Emperor of Japan from 1383 to 1392

Emperor Go-Kameyama (後亀山天皇, Go-Kameyama Tennō) (c. 1347 – May 10, 1424) was the 99th emperor of Japan, according to the traditional order of succession. He ruled from 1383 to October 21, 1392, becoming the last Emperor of the Southern Court. His personal name was Hironari (熙成).

This 14th century sovereign was named after the 13th century Emperor Kameyama and go- (後), translates literally as "later"; and thus, he could be called the "Later Emperor Kameyama". The Japanese word "go" has also been translated to mean the "second one"; and in some older sources, this emperor may be identified as "Kameyama, the second" or as "Kameyama II".

==Genealogy==
He was the second son of Emperor Go-Murakami. His mother was Fujiwara Katsuko (藤原勝子), better known as Kaki Mon'in.

Little is known of his empress or other consorts. Imperial Prince Tsuneatsu (恒敦) is believed to be his son.
- Empress: Minamoto (Kitabatake) Nobuko, Kitabatake Akinobu's daughter
  - Third Son: Imperial Prince Yoshiyasu (良泰親王; 1370–1443)
  - Imperial Prince Priest Gyōgo (行悟法親王; 1377–1406)
  - First Daughter: Imperial Princess Yasuko (泰子内親王) married Nijō Fuyuzane

- Consort: Fujiwara (Nijo) Noriko, Nijo Norimoto's daughter
  - First Son: Imperial Prince Tokiyasu (世泰親王, 1360–1377)
- Lady-in-waiting: Fujiwara (Hino) Kuniko, Hino Kunimitsu's daughter
  - Second Son: Imperial Prince Moroyasu (師泰親王; 1362–1423)
  - Shino (真阿, 1374–1440)

- Mother unknown
  - Imperial Prince Tsuneatsu (恒敦, d.1422), First Head of Ogawa clan.
  - Sonkoku (琮頊, d.1448)

==Life==
Go-Kameyama acceded to the throne during the turbulent Nanboku-chō period during which rival claimants to the Chrysanthemum Throne gathered supporters around them in what were known as the Northern court and the Southern Court. Go-Kameyama became Emperor in what was called the Southern court when Emperor Chōkei abdicated in 1383. On October 15, 1392, at the insistence of the peace faction amongst his own courtiers, he applied to Ashikaga Yoshimitsu for peace; and he subsequently returned to the capital where he did hand over the Sacred Treasures to his Northern Court rival. In doing so, Go-Kameyama was understood to have abdicated.

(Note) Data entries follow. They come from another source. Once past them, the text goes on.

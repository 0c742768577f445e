//! Backtest run results.

use rust_decimal::Decimal;
use serde::{Deserialize, Serialize};

use crate::stats::EquityPoint;

/// Statistics from a run that matched at least one trade.
#[derive(Debug, Clone, PartialEq, Eq, Serialize, Deserialize)]
#[serde(rename_all = "camelCase")]
pub struct BacktestSummary {
    /// Resolved strategy label (`"All Strategies"` when unfiltered).
    pub strategy: String,
    /// Trades replayed.
    pub trade_count: u64,
    /// Net P/L across the replayed trades, rounded to cents.
    pub total_pnl: Decimal,
    /// Percentage of winning trades.
    pub win_rate: Decimal,
    /// Gross profit over gross loss, capped at 100 when the run had no
    /// losing trades.
    pub profit_factor: Decimal,
    /// Deepest peak-to-trough equity decline, as a percentage of the peak.
    pub max_drawdown: Decimal,
    /// Simulated balance after each trade, seeded with the starting balance
    /// at the window's start date.
    pub equity_curve: Vec<EquityPoint>,
}

/// Outcome of a backtest run.
///
/// A run that matched nothing carries no statistics at all - an empty
/// journal slice is different from a slice that happened to sum to zero,
/// and the variant split keeps callers from reading numbers that do not
/// exist.
#[derive(Debug, Clone, PartialEq, Eq, Serialize, Deserialize)]
#[serde(untagged)]
pub enum BacktestReport {
    /// At least one trade matched; full statistics are available.
    Completed(BacktestSummary),
    /// Nothing matched the criteria.
    NoMatches {
        /// Resolved strategy label the run asked for.
        strategy: String,
    },
}

impl BacktestReport {
    /// Number of trades the run replayed.
    #[must_use]
    pub const fn trade_count(&self) -> u64 {
        match self {
            Self::Completed(summary) => summary.trade_count,
            Self::NoMatches { .. } => 0,
        }
    }

    /// Resolved strategy label.
    #[must_use]
    pub fn strategy(&self) -> &str {
        match self {
            Self::Completed(summary) => &summary.strategy,
            Self::NoMatches { strategy } => strategy,
        }
    }

    /// The statistics, when the run matched anything.
    #[must_use]
    pub const fn summary(&self) -> Option<&BacktestSummary> {
        match self {
            Self::Completed(summary) => Some(summary),
            Self::NoMatches { .. } => None,
        }
    }
}
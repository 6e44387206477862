//! High-level pipeline: four uploaded files in, one system prompt out.
//!
//! Steps: parse the call flow, decode the example script, extract the job
//! data from both JSON files, render the prompt template, and send the
//! rendered prompt to Gemini.
//!
//! # Example
//!
//! ```rust,ignore
//! use promptgen::pipeline::generate_prompt;
//!
//! let generated = generate_prompt(&inputs, &AiClient::from_env()?, &PromptTemplate::default()).await?;
//! std::fs::write(&generated.file_name, &generated.text)?;
//! ```

use serde::Serialize;

use crate::ai::{AiClient, PromptTemplate};
use crate::api::logs::{log_info, log_info_indent, log_success};
use crate::error::GenerateResult;
use crate::inputs::GenerateInputs;
use crate::job::{parse_json, JobData};
use crate::parser::{extract_script, parse_flow};

/// Name of the generated download.
pub const OUTPUT_FILE_NAME: &str = "RecruitAI_System_Prompt.txt";

/// A generated system prompt.
#[derive(Debug, Clone, PartialEq, Eq, Serialize)]
pub struct GeneratedPrompt {
    pub text: String,
    pub file_name: String,
}

/// Parse every input into the data the template needs.
pub fn build_job_data(inputs: &GenerateInputs) -> GenerateResult<JobData> {
    let flow_steps = parse_flow(inputs.flow.name(), &inputs.flow.bytes)?;
    log_info_indent(format!("Flow: {} step(s) from {}", flow_steps.len(), inputs.flow.name()), 1);

    let script = extract_script(&inputs.example.bytes);
    log_info_indent(format!("Example script: {} chars", script.chars().count()), 1);

    let job_desc = parse_json(&inputs.job_desc.field, &inputs.job_desc.bytes)?;
    let job_details = parse_json(&inputs.job_detail.field, &inputs.job_detail.bytes)?;

    Ok(JobData::extract(&job_desc, &job_details, flow_steps, script)?)
}

/// Render the template without calling the model.
pub fn render_only(inputs: &GenerateInputs, template: &PromptTemplate) -> GenerateResult<String> {
    let data = build_job_data(inputs)?;
    Ok(template.render(&data))
}

/// Run the full pipeline.
pub async fn generate_prompt(
    inputs: &GenerateInputs,
    client: &AiClient,
    template: &PromptTemplate,
) -> GenerateResult<GeneratedPrompt> {
    log_info("📄 Reading uploaded files");
    let data = build_job_data(inputs)?;
    log_success(format!("Job data ready for {}", data.company));

    let rendered = template.render(&data);
    log_info(format!("🤖 Generating system prompt with {}", client.model()));
    let text = client.generate(&rendered).await?;
    log_success(format!("System prompt generated ({} chars)", text.chars().count()));

    Ok(GeneratedPrompt {
        text,
        file_name: OUTPUT_FILE_NAME.to_string(),
    })
}
impl<T> UploadSubmitHandler<T>
where
    T: UploadTransport + Clone,
{
    pub fn new(transport: T, config: UploadConfig) -> Self {
        Self { transport, config }
    }

    /// Handle one submit event.
    ///
    /// Concurrent submissions are not serialized; each one drives the same
    /// view and the last to settle wins.
    pub fn submit<E, S, V>(
        &self,
        event: &E,
        inputs: &S,
        view: V,
    ) -> impl Future<Output = SubmitPhase>
    where
        E: FormEvent + ?Sized,
        S: PayloadSource<File = T::File> + ?Sized,
        V: UploadView,
    {
        event.prevent_default();

        let payload = UploadPayload::collect(|field| inputs.selected_file(field));
        let missing = payload.missing();
        if !missing.is_empty() {
            log::debug!("Submitting with empty fields: {:?}", missing);
        }

        view.set_loader_visible(true);
        view.set_result_visible(false);

        let transport = self.transport.clone();
        let endpoint_url = self.config.endpoint_url.clone();

        async move {
            let _loader = LoaderGuard(&view);

            let outcome = async {
                let artifact = transport.post(&endpoint_url, payload).await?;
                let url = view.create_object_url(&artifact)?;
                view.bind_download(&url, artifact.download_name());
                view.set_result_visible(true);
                Ok::<_, crate::AppError>(url)
            }
            .await;

            match outcome {
                Ok(url) => {
                    log::info!("Prompt ready at {}", url);
                    SubmitPhase::Succeeded
                }
                Err(e) => {
                    log::warn!("Upload failed: {}", e);
                    view.alert(&format!("{}{}", ALERT_PREFIX, e.message()));
                    SubmitPhase::Failed
                }
            }
        }
    }
}

#[cfg(test)]
mod tests {
    use super::*;
    use crate::services::upload::GENERATION_FAILED;
    use crate::AppError;
    use futures::executor::block_on;
    use std::cell::{Cell, RefCell};
    use std::collections::HashMap;
    use std::rc::Rc;

    // -------------------------------------------------------------------------
    // Fakes
    // -------------------------------------------------------------------------

    #[derive(Default)]
    struct FakeEvent {
        prevented: Cell<bool>,
    }

    impl FormEvent for FakeEvent {
        fn prevent_default(&self) {
            self.prevented.set(true);
        }
    }

    /// Files keyed by field; each "file" is its content.
    #[derive(Default)]
    struct FakeInputs(HashMap<UploadField, Vec<u8>>);

    impl FakeInputs {
        fn all() -> Self {
            Self(
                UploadField::ALL
                    .iter()
                    .map(|f| (*f, f.form_name().as_bytes().to_vec()))
                    .collect(),
            )
        }
    }

    impl PayloadSource for FakeInputs {
        type File = Vec<u8>;

        fn selected_file(&self, field: UploadField) -> Option<Vec<u8>> {
            self.0.get(&field).cloned()
        }
    }

    #[derive(Default)]
    struct ViewState {
        loader: bool,
        result: bool,
        href: Option<String>,
        download_name: Option<String>,
        alerts: Vec<String>,
        urls: HashMap<String, Vec<u8>>,
    }

    #[derive(Clone, Default)]
    struct FakeView(Rc<RefCell<ViewState>>);

    impl FakeView {
        fn loader(&self) -> bool {
            self.0.borrow().loader
        }

        fn result(&self) -> bool {
            self.0.borrow().result
        }

        fn alerts(&self) -> Vec<String> {
            self.0.borrow().alerts.clone()
        }

        fn href(&self) -> Option<String> {
            self.0.borrow().href.clone()
        }

        /// What the anchor currently downloads.
        fn resolve_href(&self) -> Option<Vec<u8>> {
            let state = self.0.borrow();
            state.href.as_ref().and_then(|h| state.urls.get(h).cloned())
        }
    }

    impl UploadView for FakeView {
        fn set_loader_visible(&self, visible: bool) {
            self.0.borrow_mut().loader = visible;
        }

        fn set_result_visible(&self, visible: bool) {
            self.0.borrow_mut().result = visible;
        }

        fn create_object_url(&self, artifact: &ResponseArtifact) -> AppResult<String> {
            let mut state = self.0.borrow_mut();
            let url = format!("blob:test/{}", state.urls.len() + 1);
            state.urls.insert(url.clone(), artifact.bytes.clone());
            Ok(url)
        }

        fn bind_download(&self, url: &str, file_name: &str) {
            let mut state = self.0.borrow_mut();
            state.href = Some(url.to_string());
            state.download_name = Some(file_name.to_string());
        }

        fn alert(&self, message: &str) {
            self.0.borrow_mut().alerts.push(message.to_string());
        }
    }

    /// View whose object URL creation always fails.
    #[derive(Clone, Default)]
    struct BrokenBlobView(FakeView);

    impl UploadView for BrokenBlobView {
        fn set_loader_visible(&self, visible: bool) {
            self.0.set_loader_visible(visible);
        }

        fn set_result_visible(&self, visible: bool) {
            self.0.set_result_visible(visible);
        }

        fn create_object_url(&self, _artifact: &ResponseArtifact) -> AppResult<String> {
            Err(AppError::Dom("Blob constructor unavailable".into()))
        }

        fn bind_download(&self, url: &str, file_name: &str) {
            self.0.bind_download(url, file_name);
        }

        fn alert(&self, message: &str) {
            self.0.alert(message);
        }
    }

    #[derive(Clone)]
    enum Reply {
        Body(Vec<u8>),
        Status(u16),
        NetworkError,
    }

    #[derive(Debug, Clone, PartialEq)]
    struct SentRequest {
        url: String,
        fields: Vec<(&'static str, Option<Vec<u8>>)>,
    }

    #[derive(Clone)]
    struct FakeTransport {
        reply: Rc<RefCell<Reply>>,
        sent: Rc<RefCell<Vec<SentRequest>>>,
    }

    impl FakeTransport {
        fn replying(reply: Reply) -> Self {
            Self {
                reply: Rc::new(RefCell::new(reply)),
                sent: Rc::default(),
            }
        }

        fn set_reply(&self, reply: Reply) {
            *self.reply.borrow_mut() = reply;
        }

        fn sent(&self) -> Vec<SentRequest> {
            self.sent.borrow().clone()
        }
    }

    impl UploadTransport for FakeTransport {
        type File = Vec<u8>;

        async fn post(
            &self,
            endpoint_url: &str,
            payload: UploadPayload<Vec<u8>>,
        ) -> AppResult<ResponseArtifact> {
            self.sent.borrow_mut().push(SentRequest {
                url: endpoint_url.to_string(),
                fields: payload
                    .entries()
                    .map(|(field, file)| (field.form_name(), file.cloned()))
                    .collect(),
            });

            match self.reply.borrow().clone() {
                Reply::Body(bytes) => Ok(ResponseArtifact::new(
                    bytes,
                    Some("text/plain".into()),
                    Some("RecruitAI_System_Prompt.txt".into()),
                )),
                Reply::Status(_) => Err(AppError::RequestFailed(GENERATION_FAILED.into())),
                Reply::NetworkError => Err(AppError::RequestFailed("Failed to fetch".into())),
            }
        }
    }

    const ENDPOINT: &str = "http://localhost:8000/generate/";

    fn handler(transport: &FakeTransport) -> UploadSubmitHandler<FakeTransport> {
        UploadSubmitHandler::new(transport.clone(), UploadConfig::new(ENDPOINT))
    }

    // -------------------------------------------------------------------------
    // Tests
    // -------------------------------------------------------------------------

    #[test]
    fn test_submit_prevents_default() {
        let transport = FakeTransport::replying(Reply::Body(b"ok".to_vec()));
        let event = FakeEvent::default();

        let pending = handler(&transport).submit(&event, &FakeInputs::all(), FakeView::default());
        assert!(event.prevented.get());
        block_on(pending);
    }

    #[test]
    fn test_failure_still_prevents_default() {
        let transport = FakeTransport::replying(Reply::NetworkError);
        let event = FakeEvent::default();

        block_on(handler(&transport).submit(&event, &FakeInputs::all(), FakeView::default()));
        assert!(event.prevented.get());
    }

    #[test]
    fn test_payload_carries_four_named_fields() {
        let transport = FakeTransport::replying(Reply::Body(b"ok".to_vec()));

        block_on(handler(&transport).submit(
            &FakeEvent::default(),
            &FakeInputs::all(),
            FakeView::default(),
        ));

        let sent = transport.sent();
        assert_eq!(sent.len(), 1);
        assert_eq!(sent[0].url, ENDPOINT);
        let names: Vec<_> = sent[0].fields.iter().map(|(name, _)| *name).collect();
        assert_eq!(
            names,
            vec!["flow_file", "example_file", "job_desc_file", "job_detail_file"]
        );
        for (name, file) in &sent[0].fields {
            assert_eq!(file.as_deref(), Some(name.as_bytes()));
        }
    }

    #[test]
    fn test_missing_files_are_sent_anyway() {
        let transport = FakeTransport::replying(Reply::Body(b"ok".to_vec()));
        let mut inputs = FakeInputs::default();
        inputs.0.insert(UploadField::JobDesc, b"{}".to_vec());

        let phase = block_on(handler(&transport).submit(
            &FakeEvent::default(),
            &inputs,
            FakeView::default(),
        ));

        assert_eq!(phase, SubmitPhase::Succeeded);
        let fields = &transport.sent()[0].fields;
        assert_eq!(fields.len(), 4);
        assert_eq!(fields[0], ("flow_file", None));
        assert_eq!(fields[2], ("job_desc_file", Some(b"{}".to_vec())));
    }

    #[test]
    fn test_in_flight_state_is_set_before_awaiting() {
        let transport = FakeTransport::replying(Reply::Body(b"ok".to_vec()));
        let view = FakeView::default();
        view.set_result_visible(true);

        let pending = handler(&transport).submit(&FakeEvent::default(), &FakeInputs::all(), view.clone());

        assert!(view.loader());
        assert!(!view.result());
        assert!(transport.sent().is_empty());

        block_on(pending);
        assert!(!view.loader());
    }

    #[test]
    fn test_success_binds_download_to_response_bytes() {
        let body = b"You are RecruitAI, a voice assistant...\n\x00\xff".to_vec();
        let transport = FakeTransport::replying(Reply::Body(body.clone()));
        let view = FakeView::default();

        let phase = block_on(handler(&transport).submit(
            &FakeEvent::default(),
            &FakeInputs::all(),
            view.clone(),
        ));

        assert_eq!(phase, SubmitPhase::Succeeded);
        assert!(!view.loader());
        assert!(view.result());
        assert_eq!(view.resolve_href(), Some(body));
        assert_eq!(
            view.0.borrow().download_name.as_deref(),
            Some("RecruitAI_System_Prompt.txt")
        );
        assert!(view.alerts().is_empty());
    }

    #[test]
    fn test_error_status_alerts_and_hides_everything() {
        let transport = FakeTransport::replying(Reply::Status(500));
        let view = FakeView::default();

        let phase = block_on(handler(&transport).submit(
            &FakeEvent::default(),
            &FakeInputs::all(),
            view.clone(),
        ));

        assert_eq!(phase, SubmitPhase::Failed);
        assert!(!view.loader());
        assert!(!view.result());
        assert_eq!(
            view.alerts(),
            vec![format!("{}{}", ALERT_PREFIX, GENERATION_FAILED)]
        );
        assert_eq!(view.href(), None);
    }

    #[test]
    fn test_network_error_alerts_with_message() {
        let transport = FakeTransport::replying(Reply::NetworkError);
        let view = FakeView::default();

        let phase = block_on(handler(&transport).submit(
            &FakeEvent::default(),
            &FakeInputs::all(),
            view.clone(),
        ));

        assert_eq!(phase, SubmitPhase::Failed);
        assert!(!view.loader());
        assert!(!view.result());
        let alerts = view.alerts();
        assert_eq!(alerts.len(), 1);
        assert_eq!(alerts[0], "Something went wrong: Failed to fetch");
    }

    #[test]
    fn test_object_url_failure_takes_alert_path() {
        let transport = FakeTransport::replying(Reply::Body(b"ok".to_vec()));
        let view = BrokenBlobView::default();

        let phase = block_on(handler(&transport).submit(
            &FakeEvent::default(),
            &FakeInputs::all(),
            view.clone(),
        ));

        assert_eq!(phase, SubmitPhase::Failed);
        assert!(!view.0.loader());
        assert!(!view.0.result());
        assert_eq!(
            view.0.alerts(),
            vec!["Something went wrong: Blob constructor unavailable".to_string()]
        );
    }

    #[test]
    fn test_second_submission_overwrites_link() {
        let transport = FakeTransport::replying(Reply::Body(b"first".to_vec()));
        let view = FakeView::default();
        let handler = handler(&transport);

        block_on(handler.submit(&FakeEvent::default(), &FakeInputs::all(), view.clone()));
        let first = view.href().unwrap();

        transport.set_reply(Reply::Body(b"second".to_vec()));
        block_on(handler.submit(&FakeEvent::default(), &FakeInputs::all(), view.clone()));
        let second = view.href().unwrap();

        assert_ne!(first, second);
        assert_eq!(view.resolve_href(), Some(b"second".to_vec()));
        // Earlier URLs are never revoked
        assert_eq!(view.0.borrow().urls.get(&first), Some(&b"first".to_vec()));
        assert!(view.result());
    }

    #[test]
    fn test_failure_after_success_hides_previous_result() {
        let transport = FakeTransport::replying(Reply::Body(b"first".to_vec()));
        let view = FakeView::default();
        let handler = handler(&transport);

        block_on(handler.submit(&FakeEvent::default(), &FakeInputs::all(), view.clone()));
        assert!(view.result());

        transport.set_reply(Reply::Status(502));
        let phase = block_on(handler.submit(&FakeEvent::default(), &FakeInputs::all(), view.clone()));

        assert_eq!(phase, SubmitPhase::Failed);
        assert!(!view.result());
        assert!(!view.loader());
    }
}
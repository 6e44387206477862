//! System Prompt Generator - Frontend Rust/Leptos Application
//!
//! A WebAssembly page that uploads four files (call flow, example script,
//! job description, job details) to the generator service and offers the
//! returned system prompt as a download.
//!
//! # Architecture
//!
//! ```text
//! ┌─────────────────────────────────────────────────────────────┐
//! │                        App                                   │
//! ├─────────────────────────────────────────────────────────────┤
//! │  MainContent                                                 │
//! │  ├── Hero (title, description)                              │
//! │  └── UploadForm ──▶ UploadSubmitHandler ──▶ FetchTransport  │
//! ├─────────────────────────────────────────────────────────────┤
//! │  Footer                                                      │
//! └─────────────────────────────────────────────────────────────┘
//! ```
//!
//! # Modules
//!
//! - [`config`] - Endpoint configuration
//! - [`types`] - Upload fields, payload, artifact, phases, errors
//! - [`components`] - UI components (Hero, UploadForm, Footer)
//! - [`services`] - Transport, submission handler, browser helpers

use leptos::*;
use leptos_meta::*;
use leptos_router::*;

// =============================================================================
// Module declarations
// =============================================================================

pub mod config;
pub mod types;
pub mod components;
pub mod services;

// =============================================================================
// Re-exports
// =============================================================================

// Configuration
pub use config::*;

// Types
pub use types::{
    // Payload
    UploadField, UploadPayload,
    // Response
    ResponseArtifact,
    // UI
    SubmitPhase,
    // Errors
    AppError, AppResult,
};

// Components
pub use components::*;

// Services
pub use services::*;

// =============================================================================
// Application
// =============================================================================

#[component]
pub fn App() -> impl IntoView {
    provide_meta_context();

    view! {
        <Title text=APP_NAME/>
        <Router>
            <main>
                <Routes>
                    <Route path="/" view=MainContent/>
                </Routes>
            </main>
        </Router>
    }
}

#[component]
fn MainContent() -> impl IntoView {
    let config = UploadConfig::from_build_env();
    log::info!("📡 Generator endpoint: {}", config.endpoint_url);

    view! {
        <div class="container">
            <Hero/>
            <UploadForm config=config/>
        </div>

        <Footer/>
    }
}
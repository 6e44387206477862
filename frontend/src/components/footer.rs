//! Footer component

use leptos::*;

#[component]
pub fn Footer() -> impl IntoView {
    view! {
        <footer>
            <div>"Powered by " <span class="rust-badge">"🦀 Rust + Leptos"</span></div>
        </footer>
    }
}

By the conditions of the peace treaty, the Northern Court and the Southern Court were supposed to alternate control of the throne. However, this was thrown out in 1412 as Emperor Go-Komatsu reneged on the treaty by abdicating in favour of his own son. Henceforth, no Southern Court claimant ever sat on the Chrysthansemum Throne again. Still, since 1911, the Japanese government has declared the southern claimants were actually the rightful emperors despite the fact that all subsequent emperors including the then-Emperor Meiji were descended from the Northern Court, reasoning the Southern Court retained possession of the three sacred treasures, thus converting the emperors of the former Northern court into mere pretenders.

Following his abdication, he went into seclusion; but, in 1410, he returned to Yoshino.

The Imperial Household Agency recognizes Saga no ogura no misasagi (嵯峨小倉陵) in Ukyō-ku, Kyoto as his tomb.

===Kugyō===
Kugyō (公卿) is a collective term for the very few most powerful men attached to the court of the Emperor of Japan in pre-Meiji eras. Even during those years in which the court's actual influence outside the palace walls was minimal, the hierarchic organization persisted.

In general, this elite group included only three to four men at a time. These were hereditary courtiers whose experience and background would have brought them to the pinnacle of a life's career. During Go-Kameyama's reign, this apex of the Daijō-kan included:
- Sadaijin
- Udaijin
- Nadaijin
- Dainagon

==Eras of Go-Kameyama's reign==
The years of Go-Kameyama's reign are more specifically identified by more than one era name or nengō.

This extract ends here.